PROBLEM DESCRIPTION:
Go through the records that follow and tally the lines with "from" in them; answer with the number alone.

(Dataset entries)
******************************

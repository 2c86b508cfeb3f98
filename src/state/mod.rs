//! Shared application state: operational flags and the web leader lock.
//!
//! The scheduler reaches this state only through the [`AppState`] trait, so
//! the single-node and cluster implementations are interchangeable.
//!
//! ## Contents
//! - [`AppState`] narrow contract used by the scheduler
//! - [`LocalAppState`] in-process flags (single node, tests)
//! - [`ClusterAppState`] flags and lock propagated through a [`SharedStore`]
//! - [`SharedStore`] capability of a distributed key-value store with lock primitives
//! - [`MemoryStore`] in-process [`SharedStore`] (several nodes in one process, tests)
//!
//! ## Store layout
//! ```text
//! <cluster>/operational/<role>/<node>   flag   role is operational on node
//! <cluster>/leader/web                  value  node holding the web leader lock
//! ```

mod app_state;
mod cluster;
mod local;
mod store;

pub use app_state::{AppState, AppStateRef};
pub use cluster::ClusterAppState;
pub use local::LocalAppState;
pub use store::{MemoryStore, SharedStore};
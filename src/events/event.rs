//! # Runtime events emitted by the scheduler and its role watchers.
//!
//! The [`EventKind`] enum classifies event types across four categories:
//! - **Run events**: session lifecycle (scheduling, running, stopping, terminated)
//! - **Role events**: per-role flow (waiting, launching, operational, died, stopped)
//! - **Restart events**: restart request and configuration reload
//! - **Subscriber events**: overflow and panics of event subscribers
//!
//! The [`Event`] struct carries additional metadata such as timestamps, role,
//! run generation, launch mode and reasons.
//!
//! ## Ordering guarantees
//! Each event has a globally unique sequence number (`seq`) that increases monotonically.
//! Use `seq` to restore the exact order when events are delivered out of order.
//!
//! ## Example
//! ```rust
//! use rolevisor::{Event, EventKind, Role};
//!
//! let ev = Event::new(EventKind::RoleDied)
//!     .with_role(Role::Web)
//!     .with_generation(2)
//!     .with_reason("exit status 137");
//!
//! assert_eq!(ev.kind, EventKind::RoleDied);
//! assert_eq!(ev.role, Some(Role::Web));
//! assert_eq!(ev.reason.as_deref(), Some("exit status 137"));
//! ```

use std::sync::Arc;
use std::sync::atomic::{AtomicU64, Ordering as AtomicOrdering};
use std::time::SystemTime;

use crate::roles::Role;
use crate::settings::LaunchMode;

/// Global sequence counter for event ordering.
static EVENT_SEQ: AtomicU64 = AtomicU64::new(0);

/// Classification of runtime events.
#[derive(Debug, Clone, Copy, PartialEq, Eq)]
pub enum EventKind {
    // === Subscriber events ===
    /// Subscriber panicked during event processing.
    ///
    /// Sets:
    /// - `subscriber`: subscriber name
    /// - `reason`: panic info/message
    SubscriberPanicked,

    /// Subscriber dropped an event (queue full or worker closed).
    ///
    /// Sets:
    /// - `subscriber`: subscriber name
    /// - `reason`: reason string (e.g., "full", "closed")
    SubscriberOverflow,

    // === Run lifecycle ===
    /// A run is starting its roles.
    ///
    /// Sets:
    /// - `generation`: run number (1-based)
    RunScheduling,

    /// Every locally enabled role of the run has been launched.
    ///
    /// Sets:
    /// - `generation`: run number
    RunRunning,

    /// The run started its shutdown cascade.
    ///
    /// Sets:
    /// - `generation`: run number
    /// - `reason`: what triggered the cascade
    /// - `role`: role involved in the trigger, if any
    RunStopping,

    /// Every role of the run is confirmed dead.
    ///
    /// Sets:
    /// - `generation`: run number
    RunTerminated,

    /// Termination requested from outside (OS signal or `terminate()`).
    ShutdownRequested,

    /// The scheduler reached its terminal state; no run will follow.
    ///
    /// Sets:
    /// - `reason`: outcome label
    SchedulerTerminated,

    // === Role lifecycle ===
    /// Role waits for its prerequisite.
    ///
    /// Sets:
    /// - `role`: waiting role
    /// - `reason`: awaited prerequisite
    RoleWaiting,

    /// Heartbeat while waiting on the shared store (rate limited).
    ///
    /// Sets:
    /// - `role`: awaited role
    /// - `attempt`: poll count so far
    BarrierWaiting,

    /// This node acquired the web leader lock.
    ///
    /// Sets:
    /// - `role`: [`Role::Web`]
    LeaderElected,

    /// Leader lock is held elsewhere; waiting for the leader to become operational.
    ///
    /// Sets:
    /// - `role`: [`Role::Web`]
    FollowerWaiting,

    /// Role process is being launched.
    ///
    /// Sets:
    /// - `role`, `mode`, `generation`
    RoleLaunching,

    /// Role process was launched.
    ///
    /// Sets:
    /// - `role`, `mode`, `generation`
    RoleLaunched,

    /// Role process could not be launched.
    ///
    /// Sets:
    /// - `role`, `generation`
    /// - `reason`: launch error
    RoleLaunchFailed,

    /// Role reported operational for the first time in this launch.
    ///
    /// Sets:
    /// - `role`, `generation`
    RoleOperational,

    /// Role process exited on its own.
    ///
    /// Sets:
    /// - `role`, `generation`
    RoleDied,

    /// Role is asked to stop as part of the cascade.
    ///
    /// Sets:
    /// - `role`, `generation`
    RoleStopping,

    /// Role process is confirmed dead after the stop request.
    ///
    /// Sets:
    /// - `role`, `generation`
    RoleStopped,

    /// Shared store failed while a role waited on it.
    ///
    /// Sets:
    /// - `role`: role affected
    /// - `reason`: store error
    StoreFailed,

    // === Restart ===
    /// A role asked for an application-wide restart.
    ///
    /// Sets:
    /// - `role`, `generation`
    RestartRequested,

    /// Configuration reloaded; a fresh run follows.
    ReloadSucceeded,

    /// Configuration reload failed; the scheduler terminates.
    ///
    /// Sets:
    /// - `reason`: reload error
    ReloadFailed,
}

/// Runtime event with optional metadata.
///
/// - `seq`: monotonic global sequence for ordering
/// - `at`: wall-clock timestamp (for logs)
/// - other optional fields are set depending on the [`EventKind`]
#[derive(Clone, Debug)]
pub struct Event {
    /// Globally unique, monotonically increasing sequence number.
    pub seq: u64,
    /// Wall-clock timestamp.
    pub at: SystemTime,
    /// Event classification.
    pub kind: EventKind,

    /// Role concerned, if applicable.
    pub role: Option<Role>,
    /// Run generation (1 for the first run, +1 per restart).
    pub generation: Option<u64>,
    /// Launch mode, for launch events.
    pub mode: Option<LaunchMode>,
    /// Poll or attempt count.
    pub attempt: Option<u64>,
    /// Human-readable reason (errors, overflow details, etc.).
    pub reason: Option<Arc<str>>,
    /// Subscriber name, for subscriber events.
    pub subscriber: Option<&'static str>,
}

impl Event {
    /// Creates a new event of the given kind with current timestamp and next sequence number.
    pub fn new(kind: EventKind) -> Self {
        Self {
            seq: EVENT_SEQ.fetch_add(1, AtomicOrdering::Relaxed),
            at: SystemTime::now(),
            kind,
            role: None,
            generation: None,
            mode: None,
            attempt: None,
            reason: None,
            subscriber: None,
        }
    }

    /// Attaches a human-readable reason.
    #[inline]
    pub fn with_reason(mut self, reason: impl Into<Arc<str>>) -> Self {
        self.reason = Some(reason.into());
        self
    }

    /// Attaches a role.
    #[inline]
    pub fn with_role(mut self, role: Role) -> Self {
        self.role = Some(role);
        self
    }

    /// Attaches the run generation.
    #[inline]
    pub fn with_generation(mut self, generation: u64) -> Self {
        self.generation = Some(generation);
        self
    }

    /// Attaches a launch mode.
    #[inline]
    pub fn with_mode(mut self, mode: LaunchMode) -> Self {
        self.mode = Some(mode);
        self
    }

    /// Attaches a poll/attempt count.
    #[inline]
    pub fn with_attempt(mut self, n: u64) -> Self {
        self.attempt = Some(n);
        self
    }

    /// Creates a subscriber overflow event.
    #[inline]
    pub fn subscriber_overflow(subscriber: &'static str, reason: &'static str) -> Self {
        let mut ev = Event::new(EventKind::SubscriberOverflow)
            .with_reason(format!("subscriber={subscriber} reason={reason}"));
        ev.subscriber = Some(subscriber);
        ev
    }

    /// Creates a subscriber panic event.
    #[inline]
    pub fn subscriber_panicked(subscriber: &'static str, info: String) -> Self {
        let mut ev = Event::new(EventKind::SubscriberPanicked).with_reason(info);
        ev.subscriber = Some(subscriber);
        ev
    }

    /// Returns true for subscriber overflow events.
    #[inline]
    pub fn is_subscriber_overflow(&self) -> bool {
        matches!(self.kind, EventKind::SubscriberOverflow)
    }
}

******************************

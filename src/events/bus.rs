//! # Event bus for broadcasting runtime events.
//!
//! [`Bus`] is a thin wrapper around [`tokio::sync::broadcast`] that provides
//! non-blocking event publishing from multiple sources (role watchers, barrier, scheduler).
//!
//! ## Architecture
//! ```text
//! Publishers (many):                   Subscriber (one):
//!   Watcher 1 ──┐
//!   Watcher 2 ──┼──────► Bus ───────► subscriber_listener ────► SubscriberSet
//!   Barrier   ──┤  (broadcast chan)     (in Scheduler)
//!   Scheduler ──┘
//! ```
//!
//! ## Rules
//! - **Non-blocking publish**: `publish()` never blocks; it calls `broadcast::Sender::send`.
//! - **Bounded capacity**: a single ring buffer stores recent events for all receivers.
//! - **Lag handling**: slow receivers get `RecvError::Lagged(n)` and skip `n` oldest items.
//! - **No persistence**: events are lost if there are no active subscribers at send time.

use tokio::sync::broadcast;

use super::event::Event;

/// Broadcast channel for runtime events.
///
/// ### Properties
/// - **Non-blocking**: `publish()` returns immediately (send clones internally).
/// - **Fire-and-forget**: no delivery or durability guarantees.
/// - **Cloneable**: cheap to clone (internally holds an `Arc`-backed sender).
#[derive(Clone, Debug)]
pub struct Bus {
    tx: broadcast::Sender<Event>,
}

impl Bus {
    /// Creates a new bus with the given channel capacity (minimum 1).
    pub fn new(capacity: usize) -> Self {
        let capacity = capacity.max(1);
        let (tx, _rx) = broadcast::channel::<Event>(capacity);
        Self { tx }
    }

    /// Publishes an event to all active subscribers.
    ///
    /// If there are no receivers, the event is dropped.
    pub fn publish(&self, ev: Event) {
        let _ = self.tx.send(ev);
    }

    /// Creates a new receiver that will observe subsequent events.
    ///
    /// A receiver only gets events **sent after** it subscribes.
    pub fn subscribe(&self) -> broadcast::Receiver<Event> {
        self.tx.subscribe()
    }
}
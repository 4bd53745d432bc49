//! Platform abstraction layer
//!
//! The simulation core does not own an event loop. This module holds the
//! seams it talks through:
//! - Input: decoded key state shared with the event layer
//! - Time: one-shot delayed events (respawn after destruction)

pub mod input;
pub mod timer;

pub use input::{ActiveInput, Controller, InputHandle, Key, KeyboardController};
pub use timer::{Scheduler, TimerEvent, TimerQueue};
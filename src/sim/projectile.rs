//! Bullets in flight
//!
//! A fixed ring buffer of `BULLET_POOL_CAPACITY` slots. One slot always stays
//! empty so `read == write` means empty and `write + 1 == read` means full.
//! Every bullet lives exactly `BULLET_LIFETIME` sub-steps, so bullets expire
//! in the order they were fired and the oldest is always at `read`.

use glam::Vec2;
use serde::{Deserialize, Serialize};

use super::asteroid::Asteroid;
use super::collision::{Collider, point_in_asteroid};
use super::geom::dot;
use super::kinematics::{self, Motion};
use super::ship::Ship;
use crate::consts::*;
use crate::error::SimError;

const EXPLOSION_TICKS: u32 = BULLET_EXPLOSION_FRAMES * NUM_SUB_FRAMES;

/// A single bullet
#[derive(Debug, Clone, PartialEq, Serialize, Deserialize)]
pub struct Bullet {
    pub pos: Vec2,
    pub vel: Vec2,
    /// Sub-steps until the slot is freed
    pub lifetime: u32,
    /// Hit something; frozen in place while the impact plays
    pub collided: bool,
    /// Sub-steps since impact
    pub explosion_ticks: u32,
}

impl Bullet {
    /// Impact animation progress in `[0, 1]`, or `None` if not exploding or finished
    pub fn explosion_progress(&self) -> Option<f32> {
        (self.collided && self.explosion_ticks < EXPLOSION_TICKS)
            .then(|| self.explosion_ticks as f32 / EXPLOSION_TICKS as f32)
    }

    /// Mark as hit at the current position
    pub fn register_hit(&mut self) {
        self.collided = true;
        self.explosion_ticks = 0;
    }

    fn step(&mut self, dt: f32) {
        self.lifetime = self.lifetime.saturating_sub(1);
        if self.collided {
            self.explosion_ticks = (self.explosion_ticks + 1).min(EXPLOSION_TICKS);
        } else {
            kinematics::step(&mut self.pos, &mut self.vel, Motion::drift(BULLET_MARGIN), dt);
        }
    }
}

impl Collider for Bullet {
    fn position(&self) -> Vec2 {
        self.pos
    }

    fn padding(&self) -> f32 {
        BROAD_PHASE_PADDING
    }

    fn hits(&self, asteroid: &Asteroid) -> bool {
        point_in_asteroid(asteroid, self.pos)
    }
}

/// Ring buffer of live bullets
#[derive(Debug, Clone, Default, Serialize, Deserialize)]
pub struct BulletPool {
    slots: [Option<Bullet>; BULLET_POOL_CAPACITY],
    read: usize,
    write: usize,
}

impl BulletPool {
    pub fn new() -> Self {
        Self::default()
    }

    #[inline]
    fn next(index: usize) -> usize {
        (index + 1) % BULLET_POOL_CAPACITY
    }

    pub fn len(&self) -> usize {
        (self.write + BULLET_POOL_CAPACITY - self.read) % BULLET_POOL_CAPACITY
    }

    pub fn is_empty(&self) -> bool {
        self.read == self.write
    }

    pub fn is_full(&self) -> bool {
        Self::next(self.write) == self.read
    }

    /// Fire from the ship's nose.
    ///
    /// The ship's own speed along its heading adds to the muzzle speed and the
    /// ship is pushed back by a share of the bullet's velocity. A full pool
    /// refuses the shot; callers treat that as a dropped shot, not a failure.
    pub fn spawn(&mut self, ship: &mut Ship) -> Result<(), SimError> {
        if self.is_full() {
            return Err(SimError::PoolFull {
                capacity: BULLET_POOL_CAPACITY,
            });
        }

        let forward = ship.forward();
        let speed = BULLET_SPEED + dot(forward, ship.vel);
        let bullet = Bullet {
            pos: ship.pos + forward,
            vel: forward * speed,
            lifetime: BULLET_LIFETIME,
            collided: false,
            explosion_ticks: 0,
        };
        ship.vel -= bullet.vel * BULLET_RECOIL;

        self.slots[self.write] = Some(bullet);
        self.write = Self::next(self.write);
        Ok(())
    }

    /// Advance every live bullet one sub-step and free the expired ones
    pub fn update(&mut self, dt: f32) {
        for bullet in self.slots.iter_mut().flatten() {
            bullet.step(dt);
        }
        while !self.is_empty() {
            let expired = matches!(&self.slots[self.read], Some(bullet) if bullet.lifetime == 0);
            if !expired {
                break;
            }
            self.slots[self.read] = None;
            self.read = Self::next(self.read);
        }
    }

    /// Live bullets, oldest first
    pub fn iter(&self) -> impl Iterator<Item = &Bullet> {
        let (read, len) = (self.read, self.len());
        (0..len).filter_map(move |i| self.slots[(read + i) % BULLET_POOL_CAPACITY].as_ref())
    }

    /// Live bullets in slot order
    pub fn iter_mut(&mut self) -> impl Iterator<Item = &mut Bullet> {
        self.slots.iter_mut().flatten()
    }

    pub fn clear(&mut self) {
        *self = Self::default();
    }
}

******************************

FINISHED TASK:
3